In Ms. Jackson’s dissent in the court’s ruling on Students for Fair Admissions v. Harvard, in which the majority ruled to end affirmative action in college admissions, Ms. Jackson sought to show that race-based admissions can be a matter of life and death for minority groups.
“For high-risk Black newborns, having a Black physician more than doubles the likelihood that the baby will live and not die,” Ms. Jackson wrote as an example.
However, that claim was strongly criticized by Ted Frank, a senior attorney with the Hamilton Lincoln Law Institute, who said that it’s mathematically impossible.
Mr. Frank asserted that the cited study “makes no such claims” and instead shows a 0.13 percent to 0.2 percent improvement in survival rates for black newborns when cared for by black pediatricians. Thus, there was “no statistically significant improvement for black obstetricians,” he wrote.
The amicus brief filed by the Association of American Medical Colleges “either misunderstood the paper or invented the statistic,” he wrote, adding that the study appears to be flawed, too.
“There, the most highly specified model still shows an improvement in black newborn survival,” Mr. Frank wrote. “But if you know how to read the numbers—the authors don’t say it—it also shows black doctors with a statistically significant higher mortality rate for white newborns, and a higher mortality rate overall, all else being equal.”
“The principal cited finding of the [study] was that the mortality rate for black newborns, as compared to white newborns, decreased by more than half when under the supervision of [a] Black physician,” the letter states. “In absolute terms, this study found that patient-physician racial concordance led to a reduction in health inequity.”
The letter also states that while decreased mortality often indicates a higher rate of survival, “statistically, they are not interchangeable.”

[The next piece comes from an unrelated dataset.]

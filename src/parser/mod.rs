//! Mailbox parsing: streaming MBOX scan, header decoding, and MIME attachments.

pub mod header;
pub mod mbox;
pub mod mime;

And Jonathan Turley, a law professor at George Washington University and opinion writer for multiple news outlets, wrote in a blog post that the problem Mr. Frank points to is due to the abundance of amicus briefs submitted to the Supreme Court.
Ruling and Outcome
In the majority’s ruling against the universities’ policies, Chief Justice John Roberts wrote that a student should be treated as “an individual” and not as part of a collective group such as a race. Instead of focusing on an individual’s merits, universities have done the opposite, Mr. Roberts added.“[Many universities] have concluded, wrongly, that the touchstone of an individual’s identity is not challenges bested, skills built, or lessons learned but the color of their skin. Our constitutional history does not tolerate that choice,” Mr. Roberts wrote. “Both [universities’] programs lack sufficiently focused and measurable objectives warranting the use of race, unavoidably employ race in a negative manner, involve racial stereotyping, and lack meaningful end points.”
Justices Clarence Thomas, Samuel Alito, Neil Gorsuch, Brett Kavanaugh, and Amy Coney Barrett joined Mr. Roberts in the majority. Justices Sonia Sotomayor and Elena Kagan joined Ms. Jackson in dissenting, with Ms. Sotomayor alleging that the majority’s ruling would “[entrench] racial inequality” for decades to come in the United States.